Anderson Silva, żywa legenda UFC po roku czasu nieobecności w oktagonie, w końcu poddał się operacji kolana i zdradza, czy wróci jeszcze do klatki największej federacji na świecie.
Były mistrz UFC za pomocą instagrama umieścił filmik, w którym zakomunikował, że poddał się operacji kolana, którego kontuzji doznał podczas pierwszej rundy w walce na UFC 237 z Jaredem Cannonierem w maju ubiegłego roku.

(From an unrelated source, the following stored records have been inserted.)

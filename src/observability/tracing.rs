use std::sync::OnceLock;

use anyhow::{Context, Error, Result};
use opentelemetry::{KeyValue, global, trace::TracerProvider};
use opentelemetry_otlp::WithExportConfig;
use opentelemetry_sdk::{
    Resource,
    trace::{RandomIdGenerator, Sampler, SdkTracer, SdkTracerProvider},
};
use tracing::info;
use tracing_subscriber::{EnvFilter, layer::SubscriberExt, util::SubscriberInitExt};

const SERVICE_NAME: &str = "rank-worker";

static TRACING_INIT: OnceLock<()> = OnceLock::new();
static TRACER_PROVIDER: OnceLock<SdkTracerProvider> = OnceLock::new();

/// Installs the global subscriber once: `EnvFilter` (default `info`) plus JSON output.
///
/// When `OTEL_EXPORTER_OTLP_ENDPOINT` is set, spans are also exported over OTLP. If the
/// exporter cannot be built the worker keeps plain JSON logging.
///
/// # Errors
/// Returns an error when a different global subscriber is already installed.
pub fn init() -> Result<()> {
    if TRACING_INIT.get().is_some() {
        return Ok(());
    }

    let env_filter = EnvFilter::try_from_default_env().unwrap_or_else(|_| EnvFilter::new("info"));
    let fmt_layer = tracing_subscriber::fmt::layer().with_target(false).json();

    match std::env::var("OTEL_EXPORTER_OTLP_ENDPOINT").ok() {
        Some(endpoint) => match init_tracer(&endpoint) {
            Ok(tracer) => {
                let otel_layer = tracing_opentelemetry::layer().with_tracer(tracer);
                tracing_subscriber::registry()
                    .with(env_filter)
                    .with(fmt_layer)
                    .with(otel_layer)
                    .try_init()
                    .map_err(|e| Error::msg(e.to_string()))?;
                info!(otel_enabled = true, endpoint = %endpoint, "tracing initialized with OpenTelemetry");
            }
            Err(e) => {
                tracing_subscriber::registry()
                    .with(env_filter)
                    .with(fmt_layer)
                    .try_init()
                    .map_err(|e| Error::msg(e.to_string()))?;
                info!(otel_enabled = false, error = %e, "tracing initialized without OpenTelemetry (init failed)");
            }
        },
        None => {
            tracing_subscriber::registry()
                .with(env_filter)
                .with(fmt_layer)
                .try_init()
                .map_err(|e| Error::msg(e.to_string()))?;
            info!(otel_enabled = false, "standard tracing initialized");
        }
    }

    let _ = TRACING_INIT.set(());
    Ok(())
}

/// Sampling ratio comes from `OTEL_SAMPLING_RATIO` (default 1.0).
fn init_tracer(endpoint: &str) -> Result<SdkTracer> {
    let sampling_ratio = std::env::var("OTEL_SAMPLING_RATIO")
        .ok()
        .and_then(|s| s.parse::<f64>().ok())
        .unwrap_or(1.0);

    let exporter = opentelemetry_otlp::SpanExporter::builder()
        .with_tonic()
        .with_endpoint(endpoint)
        .build()
        .context("failed to build OTLP span exporter")?;

    let resource = Resource::builder()
        .with_attributes([
            KeyValue::new("service.name", SERVICE_NAME),
            KeyValue::new("service.version", env!("CARGO_PKG_VERSION")),
        ])
        .build();

    let tracer_provider = SdkTracerProvider::builder()
        .with_batch_exporter(exporter)
        .with_sampler(Sampler::TraceIdRatioBased(sampling_ratio))
        .with_id_generator(RandomIdGenerator::default())
        .with_resource(resource)
        .build();

    let tracer = tracer_provider.tracer(SERVICE_NAME);
    global::set_tracer_provider(tracer_provider.clone());
    let _ = TRACER_PROVIDER.set(tracer_provider);

    Ok(tracer)
}

/// Flushes pending spans. Call once on the way out of `main`.
pub fn shutdown() {
    if let Some(provider) = TRACER_PROVIDER.get() {
        if let Err(error) = provider.shutdown() {
            eprintln!("failed to shut down tracer provider: {error}");
        }
    }
}
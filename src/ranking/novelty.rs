//! Novelty multiplier: boosts rare topics and discounts over-covered ones.

use std::collections::HashMap;

use serde::{Deserialize, Serialize};

/// Below this many scored posts the topic counts are too thin to mean anything.
pub const DEFAULT_COLD_START_THRESHOLD: i64 = 30;

/// Occurrence-count breakpoints over the trailing window.
#[derive(Debug, Clone, Copy, PartialEq, Eq, Serialize, Deserialize)]
pub struct FrequencyThresholds {
    pub rare: i64,
    pub common: i64,
    pub very_common: i64,
}

/// Process-wide novelty tuning. Exactly one live instance is persisted.
#[derive(Debug, Clone, Copy, PartialEq, Serialize, Deserialize)]
pub struct NoveltyConfig {
    pub min_multiplier: f64,
    pub max_multiplier: f64,
    #[serde(default = "default_window_days")]
    pub window_days: i32,
    pub frequency_thresholds: FrequencyThresholds,
}

fn default_window_days() -> i32 {
    30
}

impl Default for NoveltyConfig {
    fn default() -> Self {
        Self {
            min_multiplier: 0.2,
            max_multiplier: 1.5,
            window_days: default_window_days(),
            frequency_thresholds: FrequencyThresholds {
                rare: 5,
                common: 30,
                very_common: 100,
            },
        }
    }
}

impl NoveltyConfig {
    /// Checks the ordering constraints an operator save must satisfy.
    ///
    /// # Errors
    /// Returns a human-readable reason when a threshold or multiplier is out of order.
    pub fn validate(&self) -> Result<(), String> {
        let FrequencyThresholds {
            rare,
            common,
            very_common,
        } = self.frequency_thresholds;

        if rare < 0 {
            return Err(format!("rare threshold must be >= 0, got {rare}"));
        }
        if !(rare <= common && common <= very_common) {
            return Err(format!(
                "thresholds must satisfy rare <= common <= very_common, got {rare}/{common}/{very_common}"
            ));
        }
        if !self.min_multiplier.is_finite() || !self.max_multiplier.is_finite() {
            return Err("multipliers must be finite".to_string());
        }
        if self.min_multiplier < 0.0 || self.min_multiplier > 1.0 {
            return Err(format!(
                "min_multiplier must be within [0, 1], got {}",
                self.min_multiplier
            ));
        }
        if self.max_multiplier < 1.0 {
            return Err(format!(
                "max_multiplier must be >= 1, got {}",
                self.max_multiplier
            ));
        }
        if self.window_days < 1 {
            return Err(format!(
                "window_days must be >= 1, got {}",
                self.window_days
            ));
        }
        Ok(())
    }

    /// Piecewise-linear multiplier for an occurrence count `count`.
    ///
    /// Non-increasing in `count`, exactly `max_multiplier` at `rare`, `1.0` at `common`
    /// and `min_multiplier` at `very_common`. A zero-width segment is a jump.
    #[must_use]
    pub fn multiplier_for_count(&self, count: f64) -> f64 {
        let FrequencyThresholds {
            rare,
            common,
            very_common,
        } = self.frequency_thresholds;
        #[allow(clippy::cast_precision_loss)]
        let (rare, common, very_common) = (rare as f64, common as f64, very_common as f64);

        if count <= rare {
            return self.max_multiplier;
        }
        if count <= common {
            let width = common - rare;
            if width <= 0.0 {
                return 1.0;
            }
            let ratio = (count - rare) / width;
            return self.max_multiplier - ratio * (self.max_multiplier - 1.0);
        }
        if count <= very_common {
            let width = very_common - common;
            if width <= 0.0 {
                return self.min_multiplier;
            }
            let ratio = (count - common) / width;
            return 1.0 - ratio * (1.0 - self.min_multiplier);
        }
        self.min_multiplier
    }
}

/// Topic counts for the trailing window plus the corpus size they were drawn from.
#[derive(Debug, Clone, Default)]
pub struct TopicFrequencies {
    counts: HashMap<String, i64>,
    total_scored: i64,
}

impl TopicFrequencies {
    #[must_use]
    pub fn new(counts: HashMap<String, i64>, total_scored: i64) -> Self {
        Self {
            counts,
            total_scored,
        }
    }

    #[must_use]
    pub fn count(&self, category: &str) -> i64 {
        self.counts.get(category).copied().unwrap_or(0)
    }

    #[must_use]
    pub fn is_empty(&self) -> bool {
        self.counts.is_empty()
    }

    #[must_use]
    pub fn total_scored(&self) -> i64 {
        self.total_scored
    }

    /// Mean window count across a post's categories.
    #[must_use]
    pub fn average_count(&self, categories: &[String]) -> f64 {
        if categories.is_empty() {
            return 0.0;
        }
        let sum: i64 = categories.iter().map(|category| self.count(category)).sum();
        #[allow(clippy::cast_precision_loss)]
        let average = sum as f64 / categories.len() as f64;
        average
    }
}

/// Multiplier for a post, neutral during cold start.
#[derive(Debug, Clone)]
pub struct NoveltyModel {
    config: NoveltyConfig,
    frequencies: TopicFrequencies,
    cold_start_threshold: i64,
}

impl NoveltyModel {
    #[must_use]
    pub fn new(
        config: NoveltyConfig,
        frequencies: TopicFrequencies,
        cold_start_threshold: i64,
    ) -> Self {
        Self {
            config,
            frequencies,
            cold_start_threshold,
        }
    }

    #[must_use]
    pub fn config(&self) -> &NoveltyConfig {
        &self.config
    }

    #[must_use]
    pub fn is_cold_start(&self) -> bool {
        self.frequencies.is_empty() || self.frequencies.total_scored() < self.cold_start_threshold
    }

    #[must_use]
    pub fn multiplier(&self, categories: &[String]) -> f64 {
        if categories.is_empty() || self.is_cold_start() {
            return 1.0;
        }
        let count = self.frequencies.average_count(categories);
        self.config.multiplier_for_count(count)
    }
}

#[cfg(test)]
mod tests {
    use super::*;
    use rstest::rstest;

    fn scenario_config() -> NoveltyConfig {
        NoveltyConfig {
            min_multiplier: 0.2,
            max_multiplier: 1.5,
            window_days: 30,
            frequency_thresholds: FrequencyThresholds {
                rare: 5,
                common: 30,
                very_common: 100,
            },
        }
    }

    fn assert_close(actual: f64, expected: f64) {
        assert!(
            (actual - expected).abs() < 1e-9,
            "expected {expected}, got {actual}"
        );
    }

    #[rstest]
    #[case(0.0, 1.5)]
    #[case(5.0, 1.5)]
    #[case(30.0, 1.0)]
    #[case(100.0, 0.2)]
    #[case(250.0, 0.2)]
    fn breakpoints_hit_exact_values(#[case] count: f64, #[case] expected: f64) {
        assert_close(scenario_config().multiplier_for_count(count), expected);
    }

    #[test]
    fn interpolates_between_rare_and_common() {
        let multiplier = scenario_config().multiplier_for_count(17.0);
        assert_close(multiplier, 1.26);
    }

    #[test]
    fn interpolates_between_common_and_very_common() {
        // halfway from 30 to 100
        let multiplier = scenario_config().multiplier_for_count(65.0);
        assert_close(multiplier, 0.6);
    }

    #[test]
    fn multiplier_is_non_increasing() {
        let config = scenario_config();
        let mut previous = f64::INFINITY;
        for step in 0..=240 {
            let count = f64::from(step) * 0.5;
            let value = config.multiplier_for_count(count);
            assert!(value <= previous, "increase at count {count}");
            previous = value;
        }
    }

    #[test]
    fn degenerate_segments_jump_without_dividing_by_zero() {
        let mut config = scenario_config();
        config.frequency_thresholds = FrequencyThresholds {
            rare: 10,
            common: 10,
            very_common: 10,
        };
        assert_close(config.multiplier_for_count(10.0), 1.5);
        assert_close(config.multiplier_for_count(10.5), 0.2);
        assert!(config.multiplier_for_count(10.5).is_finite());
    }

    #[test]
    fn common_equal_to_very_common_drops_to_min_after_common() {
        let mut config = scenario_config();
        config.frequency_thresholds.very_common = 30;
        assert_close(config.multiplier_for_count(30.0), 1.0);
        assert_close(config.multiplier_for_count(31.0), 0.2);
    }

    #[rstest]
    #[case(FrequencyThresholds { rare: 6, common: 5, very_common: 100 }, 0.2, 1.5, 30)]
    #[case(FrequencyThresholds { rare: -1, common: 5, very_common: 100 }, 0.2, 1.5, 30)]
    #[case(FrequencyThresholds { rare: 5, common: 30, very_common: 100 }, 1.1, 1.5, 30)]
    #[case(FrequencyThresholds { rare: 5, common: 30, very_common: 100 }, 0.2, 0.9, 30)]
    #[case(FrequencyThresholds { rare: 5, common: 30, very_common: 100 }, 0.2, 1.5, 0)]
    fn validate_rejects_out_of_order_configs(
        #[case] thresholds: FrequencyThresholds,
        #[case] min_multiplier: f64,
        #[case] max_multiplier: f64,
        #[case] window_days: i32,
    ) {
        let config = NoveltyConfig {
            min_multiplier,
            max_multiplier,
            window_days,
            frequency_thresholds: thresholds,
        };
        assert!(config.validate().is_err());
    }

    #[test]
    fn default_config_is_valid() {
        assert!(NoveltyConfig::default().validate().is_ok());
    }

    #[test]
    fn model_is_neutral_during_cold_start() {
        let counts = HashMap::from([("crime".to_string(), 200)]);
        let model = NoveltyModel::new(
            scenario_config(),
            TopicFrequencies::new(counts, 10),
            DEFAULT_COLD_START_THRESHOLD,
        );
        assert!(model.is_cold_start());
        assert_close(model.multiplier(&["crime".to_string()]), 1.0);
    }

    #[test]
    fn model_averages_category_counts() {
        let counts = HashMap::from([("crime".to_string(), 30), ("pets".to_string(), 4)]);
        let model = NoveltyModel::new(
            scenario_config(),
            TopicFrequencies::new(counts, 500),
            DEFAULT_COLD_START_THRESHOLD,
        );
        // (30 + 4) / 2 = 17
        let multiplier = model.multiplier(&["crime".to_string(), "pets".to_string()]);
        assert_close(multiplier, 1.26);
        assert_close(model.multiplier(&[]), 1.0);
        assert_close(model.multiplier(&["unseen".to_string()]), 1.5);
    }

    #[test]
    fn novelty_config_reads_nested_threshold_json() {
        let raw = serde_json::json!({
            "min_multiplier": 0.3,
            "max_multiplier": 2.0,
            "frequency_thresholds": { "rare": 1, "common": 2, "very_common": 3 }
        });
        let config: NoveltyConfig = serde_json::from_value(raw).expect("parses");
        assert_eq!(config.window_days, 30);
        assert_eq!(config.frequency_thresholds.very_common, 3);
    }
}
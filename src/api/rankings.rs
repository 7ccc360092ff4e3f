use axum::{
    Json,
    extract::{Query, State},
};
use serde::Deserialize;

use super::error::ApiError;
use crate::app::AppState;
use crate::store::models::LiveScore;

#[derive(Debug, Deserialize)]
pub(crate) struct RankingsQuery {
    limit: Option<i64>,
    offset: Option<i64>,
}

/// Live scores of the active configuration, best first.
pub(crate) async fn list(
    State(state): State<AppState>,
    Query(query): Query<RankingsQuery>,
) -> Result<Json<Vec<LiveScore>>, ApiError> {
    let scores = state
        .operator()
        .live_rankings(query.limit, query.offset)
        .await?;
    Ok(Json(scores))
}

„Jestem po operacji kolana. Czuję się dobrze i chciałem podziękować wszystkim za wsparcie i dziękuję moim fanom, którzy kibicują mi. Niedługo będę w 100 procentach sprawny i stoczę jeszcze dwie walki w UFC. Chciałem podziękować każdemu fanowi UFC. Operacja już za mną i wszystko jest w porządku, wracam do domu. Dzięki.”
https://www.instagram.com/p/B_2wakcgGv3/?utm_source=ig_web_copy_link
Silva już w przeszłości wspominał, że do wypełnienia kontraktu brakuje mu tylko dwóch pojedynków i zamierza dokończyć umowę z federacją.
Brazylijczyk to wielka postać w świecie MMA. Obronił on bowiem 10(!) razy pas mistrzowski kategorii średniej UFC. Niestety od 2013 roku Silva spośród 7 walk wygrał zaledwie jedną i miejmy nadzieje, że w dwóch ostatnich pojedynkach zobaczymy dawny błysk mistrza, który dawał nam mnóstwo emocji przez wiele lat.